What the task asks
Using the data below, return every line that holds the word "before".

Data to examine
________________
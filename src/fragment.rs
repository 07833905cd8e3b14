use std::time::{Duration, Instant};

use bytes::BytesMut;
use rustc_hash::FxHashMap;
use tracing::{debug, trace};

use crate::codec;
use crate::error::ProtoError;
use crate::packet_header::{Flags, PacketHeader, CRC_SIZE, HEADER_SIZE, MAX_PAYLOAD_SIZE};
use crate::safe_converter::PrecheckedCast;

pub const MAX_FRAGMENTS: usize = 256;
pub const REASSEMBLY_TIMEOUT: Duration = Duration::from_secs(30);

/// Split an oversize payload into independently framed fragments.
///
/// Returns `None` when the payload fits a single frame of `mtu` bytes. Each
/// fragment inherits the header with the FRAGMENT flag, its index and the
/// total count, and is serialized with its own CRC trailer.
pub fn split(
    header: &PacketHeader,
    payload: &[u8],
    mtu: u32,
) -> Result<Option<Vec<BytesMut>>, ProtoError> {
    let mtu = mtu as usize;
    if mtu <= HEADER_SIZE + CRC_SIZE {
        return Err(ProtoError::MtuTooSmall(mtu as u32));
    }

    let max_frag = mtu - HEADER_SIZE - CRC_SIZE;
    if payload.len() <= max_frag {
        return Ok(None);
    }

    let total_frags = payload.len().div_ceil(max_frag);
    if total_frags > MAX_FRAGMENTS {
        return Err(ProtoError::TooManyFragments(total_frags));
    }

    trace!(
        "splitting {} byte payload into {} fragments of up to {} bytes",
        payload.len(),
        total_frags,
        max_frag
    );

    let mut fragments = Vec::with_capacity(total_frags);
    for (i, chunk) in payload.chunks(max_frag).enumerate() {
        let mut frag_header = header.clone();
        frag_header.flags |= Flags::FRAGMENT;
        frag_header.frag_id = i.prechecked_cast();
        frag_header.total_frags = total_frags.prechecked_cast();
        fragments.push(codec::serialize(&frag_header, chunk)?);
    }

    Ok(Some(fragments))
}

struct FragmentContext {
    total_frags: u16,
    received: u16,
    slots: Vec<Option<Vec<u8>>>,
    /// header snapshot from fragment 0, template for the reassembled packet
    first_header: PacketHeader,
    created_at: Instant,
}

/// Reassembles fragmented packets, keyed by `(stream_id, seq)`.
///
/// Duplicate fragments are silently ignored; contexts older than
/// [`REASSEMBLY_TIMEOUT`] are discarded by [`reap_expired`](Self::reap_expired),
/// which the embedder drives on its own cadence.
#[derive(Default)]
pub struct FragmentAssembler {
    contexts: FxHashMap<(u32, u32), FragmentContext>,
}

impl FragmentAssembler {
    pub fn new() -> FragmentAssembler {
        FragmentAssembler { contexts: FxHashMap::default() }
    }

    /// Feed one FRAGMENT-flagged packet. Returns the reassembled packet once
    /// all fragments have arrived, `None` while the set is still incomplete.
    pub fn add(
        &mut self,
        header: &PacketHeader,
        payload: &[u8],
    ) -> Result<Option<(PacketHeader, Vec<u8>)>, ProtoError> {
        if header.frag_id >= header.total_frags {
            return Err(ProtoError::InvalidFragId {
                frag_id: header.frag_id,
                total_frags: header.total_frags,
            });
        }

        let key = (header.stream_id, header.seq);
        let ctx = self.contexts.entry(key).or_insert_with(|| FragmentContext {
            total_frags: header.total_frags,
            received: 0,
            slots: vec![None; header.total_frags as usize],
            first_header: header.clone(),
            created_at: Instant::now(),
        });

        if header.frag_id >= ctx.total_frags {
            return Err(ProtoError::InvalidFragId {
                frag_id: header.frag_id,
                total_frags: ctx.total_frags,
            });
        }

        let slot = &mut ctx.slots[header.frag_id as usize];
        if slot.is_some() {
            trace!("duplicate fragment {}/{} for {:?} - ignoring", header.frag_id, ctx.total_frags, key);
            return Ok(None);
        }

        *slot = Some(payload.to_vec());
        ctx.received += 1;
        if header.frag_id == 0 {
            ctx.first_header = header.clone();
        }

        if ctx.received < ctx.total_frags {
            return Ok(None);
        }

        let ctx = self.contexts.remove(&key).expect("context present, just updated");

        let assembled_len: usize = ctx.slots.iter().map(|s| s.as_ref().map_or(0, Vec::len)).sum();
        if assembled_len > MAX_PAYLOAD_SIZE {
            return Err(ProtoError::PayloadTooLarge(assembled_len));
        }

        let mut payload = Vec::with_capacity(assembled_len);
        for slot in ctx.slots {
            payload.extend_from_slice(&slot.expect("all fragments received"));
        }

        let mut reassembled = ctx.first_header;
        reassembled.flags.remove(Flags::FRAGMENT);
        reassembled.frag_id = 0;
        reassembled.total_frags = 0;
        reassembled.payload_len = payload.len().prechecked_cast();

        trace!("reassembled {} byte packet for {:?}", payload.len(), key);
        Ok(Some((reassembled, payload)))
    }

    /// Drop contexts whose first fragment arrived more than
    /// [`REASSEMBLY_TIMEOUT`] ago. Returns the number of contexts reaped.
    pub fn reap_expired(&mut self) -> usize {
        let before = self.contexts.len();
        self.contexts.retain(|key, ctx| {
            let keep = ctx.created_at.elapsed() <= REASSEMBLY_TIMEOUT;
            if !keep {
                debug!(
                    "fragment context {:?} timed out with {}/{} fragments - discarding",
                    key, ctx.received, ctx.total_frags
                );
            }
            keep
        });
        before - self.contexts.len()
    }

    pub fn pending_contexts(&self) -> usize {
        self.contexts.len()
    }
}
________________
Response to the exercise
        let before = self.contexts.len();
        before - self.contexts.len()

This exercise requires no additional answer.